### Work task
Extract all data as written.

Dataset excerpts:
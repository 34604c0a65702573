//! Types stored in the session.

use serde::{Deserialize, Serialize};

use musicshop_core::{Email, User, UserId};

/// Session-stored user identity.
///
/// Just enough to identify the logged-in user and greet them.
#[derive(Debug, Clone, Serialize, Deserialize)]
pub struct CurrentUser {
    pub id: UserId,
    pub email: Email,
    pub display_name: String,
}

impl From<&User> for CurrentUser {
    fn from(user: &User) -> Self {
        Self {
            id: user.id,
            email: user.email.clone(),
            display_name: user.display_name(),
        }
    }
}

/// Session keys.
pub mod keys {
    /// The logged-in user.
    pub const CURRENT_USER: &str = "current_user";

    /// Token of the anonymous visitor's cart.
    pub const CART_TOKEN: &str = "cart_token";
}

### Task solution
repository 34604c0a65702573
//! Types stored in the session.

use serde::{Deserialize, Serialize};

use musicshop_core::{Email, User, UserId};

/// Session-stored user identity.
///
/// Just enough to identify the logged-in user and greet them.
#[derive(Debug, Clone, Serialize, Deserialize)]
pub struct CurrentUser {
    pub id: UserId,
    pub email: Email,
    pub display_name: String,
}

impl From<&User> for CurrentUser {
    fn from(user: &User) -> Self {
        Self {
            id: user.id,
            email: user.email.clone(),
            display_name: user.display_name(),
        }
    }
}

/// Session keys.
pub mod keys {
    /// The logged-in user.
    pub const CURRENT_USER: &str = "current_user";

    /// Token of the anonymous visitor's cart.
    pub const CART_TOKEN: &str = "cart_token";
}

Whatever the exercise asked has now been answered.